Liners, vaginas and the wolf in sheep's undies
Who's saying what
On Monday morning, I received an email announcing “Carefree boldly uses the ‘V’ Word in an Australian TV Ad”. The message assured me that this was one of the first times, if not the first time, that vagina had been used in an Australian TVC.
The ad in question is for a new range of panty liners, and features a naked model discussing discharge with relative frankness. She informs us that discharge is your vagina’s way of self-cleaning (it’s true ladies, your pussy is like a cat), and that having discharge in between your periods is perfectly natural.
So far, pretty great. It’s wonderful to see women’s bodily processes normalised on primetime television. Vagina should not be a dirty word.
But, I decided that it wasn’t a topic I felt comfortable writing about.
Then, the controversy started. In New Zealand, the Advertising Standards Bureau received complaints as soon as the commercial aired. Not, apparently, because it featured a naked woman surrounded by flowers (a mainstay of the beauty industry for years), but because she was saying “the V-word” and discussing discharge.
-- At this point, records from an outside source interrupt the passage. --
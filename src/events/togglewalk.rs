//! Event and observer that start or stop every [`Walker`].
//!
//! The observer flips each walker's state and selects the matching animation
//! on its [`SpriteAnimation`]. Walkers that were already on the target
//! animation keep their current frame.
use bevy_ecs::observer::On;
use bevy_ecs::prelude::*;
use log::{error, info};

use crate::components::spriteanimation::SpriteAnimation;
use crate::components::walker::Walker;

#[derive(Event, Debug, Clone, Copy)]
pub struct ToggleWalkEvent {}

/// Walker counts after a toggle.
#[derive(Debug, Default, Clone, Copy, PartialEq, Eq)]
pub struct ToggleSummary {
    pub walking: usize,
    pub idle: usize,
    /// Walkers whose animation could not be switched.
    pub failed: usize,
}

/// Flip every walker yielded by `walkers` and switch its animation.
pub fn toggle_walkers<'w>(
    walkers: impl Iterator<Item = (Mut<'w, Walker>, Mut<'w, SpriteAnimation>)>,
) -> ToggleSummary {
    let mut summary = ToggleSummary::default();
    for (mut walker, mut animation) in walkers {
        walker.walking = !walker.walking;
        if let Err(e) = animation.set_animation(walker.current()) {
            error!("ToggleWalkEvent: {}", e);
            summary.failed += 1;
            continue;
        }
        if walker.walking {
            summary.walking += 1;
        } else {
            summary.idle += 1;
        }
    }
    summary
}

pub fn toggle_walk_observer(
    _trigger: On<ToggleWalkEvent>,
    mut query: Query<(&mut Walker, &mut SpriteAnimation)>,
) {
    let summary = toggle_walkers(query.iter_mut());
    info!(
        "Walkers toggled: {} walking, {} idle",
        summary.walking, summary.idle
    );
}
The story was picked up by Jezebel, who praised it, and the Huffington Post, who like using the word vagina because it’s great for their SEO.
The advertisements appeared on popular Australian beauty website Beauty Heaven, who as I did above, praised the commercial’s clear language.
Women it seems, and market research proves, are sick of blue liquids flowing as a metaphor for the streams from their mysterious lady caves. They want to be spoken to like humans who inhabit bodies that are functional instead of ideologically loaded.
So, Carefree are using the word “Vagina” on television. I think it’s great that they’re using the word vagina on television, and some uptight idiots* complained because women’s bodies are still so socially charged that it can be construed as offensive to use the word vagina on television. So far, so simple as far as a write up goes, and that’s where Jezebel left it.
But here’s the thing, this advertisement, to me, is a wolf in sheep’s clothing. It is telling us ‘vagina’ is not a dirty word, while simultaneously trying to sell us an anti-bacterial, absorbing product for daily use. The word? Not dirty? The thing itself? So oozing, goey and offensive that it has to be swaddled daily in a disinfected mini-nappy so it cannot terrify the world with its sickening output.
The ad tells us that the vagina’s self-clean functions are impressive; then tries to sell us a product to fix that very same phenomenon.
Don’t get me wrong, panty liners have their uses. They’re great for post-period spotting, if you have to wear the same pair of underpants for days on end or if you happen to be plumbed in a very certain way, but that is it. The advertisement uses words like “fresh” and “dry” to imply this new product for the times between that time of the month, is actually for all the time between that time of the month.
While panty liners are not inherently misogynistic per-se, implying that you ought to be wearing them every day is.
If discharge isn’t disgusting, why does it need to be captured in an absorbent pad and thrown in the rubbish? There is a reason why most women’s underwear features a cotton gusset, and that reason mostly renders liners redundant. Unless, of course, discharge is disgusting in which case, good heavens help you if you leave it to come out in the wash. Testicular sweating? Let underwear do its thing. But if something comes out of a vagina, you need a product for it.
I feared I was alone in this discomfort until my friend - who runs a successful underwear blog, so if anyone would want to protect panties from potential danger, it’s her – wrote this:
So, TV just told me that apparently now there's a panty liner for when you DON'T have your period, because even average day-to-day 'dampness' (their word, not mine) is gross when it comes to your vagina. Oh boy, and here I was all these years thinking 'wet' was an enjoyable and desirable adjective that went with 'pussy'. Feminine "hygiene" advertising, you're fucked. And you can take your insecurity-inspiring propaganda to hell with you.
In addition to promoting insecurity, there is medical evidence suggesting that panty liners are actually bad for your vagina, and can lead to recurring candida infections (in the spirit of fairness, this is still up for debate).
Carefree’s advertisement is pretending to have a frank, important conversation with us, but the message of the chat, if not the language, is still that our bodies are in some way problematic; that we need to buy things to fix the issue.
Advertisers have subverted women’s passions about their rights in an effort to sell them things for years. We’ve been told that cigarettes, lipstick, and even washing machines are tools of our liberation, and make no mistake this ad is exactly the same flavour of manipulation. Carefree say they are using the word ‘vagina’ in the spirit of opening up the conversation, but their real goal is to sell as many panty liners as possible and the way they’ll achieve that goal is by making us think of panty liners as a necessary cure for a problem that doesn’t exist in the first place. The use of up-front ‘medical’ language, only further bolsters the idea that discharge should be ‘dealt with’.
So thanks for the chat guys, but I think my vagina will be just fine without you.
*I realise this entire piece makes me sound paranoid, but speaking strictly hypothetically, wouldn’t calling in and complaining about your own advertisement be a really effective way of drawing a lot of attention to it?